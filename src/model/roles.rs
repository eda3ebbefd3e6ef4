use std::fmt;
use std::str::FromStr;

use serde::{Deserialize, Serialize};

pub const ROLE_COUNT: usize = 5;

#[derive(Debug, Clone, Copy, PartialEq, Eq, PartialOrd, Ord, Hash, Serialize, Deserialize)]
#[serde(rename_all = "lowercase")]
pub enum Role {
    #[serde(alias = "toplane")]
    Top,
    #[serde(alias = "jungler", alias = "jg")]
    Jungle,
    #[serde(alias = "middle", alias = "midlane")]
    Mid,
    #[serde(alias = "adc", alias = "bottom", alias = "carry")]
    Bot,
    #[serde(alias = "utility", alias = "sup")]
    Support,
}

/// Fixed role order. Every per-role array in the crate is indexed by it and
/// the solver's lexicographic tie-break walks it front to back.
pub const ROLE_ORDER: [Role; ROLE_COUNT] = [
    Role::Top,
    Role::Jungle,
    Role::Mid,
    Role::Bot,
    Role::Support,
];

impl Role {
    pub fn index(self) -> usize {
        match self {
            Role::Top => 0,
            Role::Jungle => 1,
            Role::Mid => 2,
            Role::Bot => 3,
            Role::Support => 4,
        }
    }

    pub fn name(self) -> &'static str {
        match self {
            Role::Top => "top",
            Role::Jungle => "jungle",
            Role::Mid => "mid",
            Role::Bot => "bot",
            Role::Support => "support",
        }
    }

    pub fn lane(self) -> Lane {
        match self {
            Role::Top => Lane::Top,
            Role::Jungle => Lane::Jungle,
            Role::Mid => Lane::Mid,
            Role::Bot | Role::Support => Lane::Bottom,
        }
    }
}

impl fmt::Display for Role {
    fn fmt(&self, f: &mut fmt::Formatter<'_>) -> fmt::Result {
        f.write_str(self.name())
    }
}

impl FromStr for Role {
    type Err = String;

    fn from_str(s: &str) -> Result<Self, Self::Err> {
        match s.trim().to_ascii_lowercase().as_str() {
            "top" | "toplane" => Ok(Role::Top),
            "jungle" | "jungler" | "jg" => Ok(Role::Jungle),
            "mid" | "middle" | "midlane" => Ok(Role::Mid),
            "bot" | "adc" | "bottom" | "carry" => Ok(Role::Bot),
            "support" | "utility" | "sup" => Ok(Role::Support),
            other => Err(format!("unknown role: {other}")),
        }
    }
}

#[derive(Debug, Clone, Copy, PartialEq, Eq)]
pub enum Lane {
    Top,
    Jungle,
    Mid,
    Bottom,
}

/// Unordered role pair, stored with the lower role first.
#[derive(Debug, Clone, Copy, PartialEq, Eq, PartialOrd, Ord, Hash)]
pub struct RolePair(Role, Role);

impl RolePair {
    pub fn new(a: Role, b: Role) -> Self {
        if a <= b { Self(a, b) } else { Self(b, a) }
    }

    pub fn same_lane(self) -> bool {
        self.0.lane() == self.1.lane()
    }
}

▬▬▬▬▬▬▬▬▬▬

Retype all the data verbatim.

filename src/model/roles.rs
repository eda3ebbefd3e6ef4
use std::fmt;
use std::str::FromStr;

use serde::{Deserialize, Serialize};

pub const ROLE_COUNT: usize = 5;

#[derive(Debug, Clone, Copy, PartialEq, Eq, PartialOrd, Ord, Hash, Serialize, Deserialize)]
#[serde(rename_all = "lowercase")]
pub enum Role {
    #[serde(alias = "toplane")]
    Top,
    #[serde(alias = "jungler", alias = "jg")]
    Jungle,
    #[serde(alias = "middle", alias = "midlane")]
    Mid,
    #[serde(alias = "adc", alias = "bottom", alias = "carry")]
    Bot,
    #[serde(alias = "utility", alias = "sup")]
    Support,
}

/// Fixed role order. Every per-role array in the crate is indexed by it and
/// the solver's lexicographic tie-break walks it front to back.
pub const ROLE_ORDER: [Role; ROLE_COUNT] = [
    Role::Top,
    Role::Jungle,
    Role::Mid,
    Role::Bot,
    Role::Support,
];

impl Role {
    pub fn index(self) -> usize {
        match self {
            Role::Top => 0,
            Role::Jungle => 1,
            Role::Mid => 2,
            Role::Bot => 3,
            Role::Support => 4,
        }
    }

    pub fn name(self) -> &'static str {
        match self {
            Role::Top => "top",
            Role::Jungle => "jungle",
            Role::Mid => "mid",
            Role::Bot => "bot",
            Role::Support => "support",
        }
    }

    pub fn lane(self) -> Lane {
        match self {
            Role::Top => Lane::Top,
            Role::Jungle => Lane::Jungle,
            Role::Mid => Lane::Mid,
            Role::Bot | Role::Support => Lane::Bottom,
        }
    }
}

impl fmt::Display for Role {
    fn fmt(&self, f: &mut fmt::Formatter<'_>) -> fmt::Result {
        f.write_str(self.name())
    }
}

impl FromStr for Role {
    type Err = String;

    fn from_str(s: &str) -> Result<Self, Self::Err> {
        match s.trim().to_ascii_lowercase().as_str() {
            "top" | "toplane" => Ok(Role::Top),
            "jungle" | "jungler" | "jg" => Ok(Role::Jungle),
            "mid" | "middle" | "midlane" => Ok(Role::Mid),
            "bot" | "adc" | "bottom" | "carry" => Ok(Role::Bot),
            "support" | "utility" | "sup" => Ok(Role::Support),
            other => Err(format!("unknown role: {other}")),
        }
    }
}

#[derive(Debug, Clone, Copy, PartialEq, Eq)]
pub enum Lane {
    Top,
    Jungle,
    Mid,
    Bottom,
}

/// Unordered role pair, stored with the lower role first.
#[derive(Debug, Clone, Copy, PartialEq, Eq, PartialOrd, Ord, Hash)]
pub struct RolePair(Role, Role);

impl RolePair {
    pub fn new(a: Role, b: Role) -> Self {
        if a <= b { Self(a, b) } else { Self(b, a) }
    }

    pub fn same_lane(self) -> bool {
        self.0.lane() == self.1.lane()
    }
}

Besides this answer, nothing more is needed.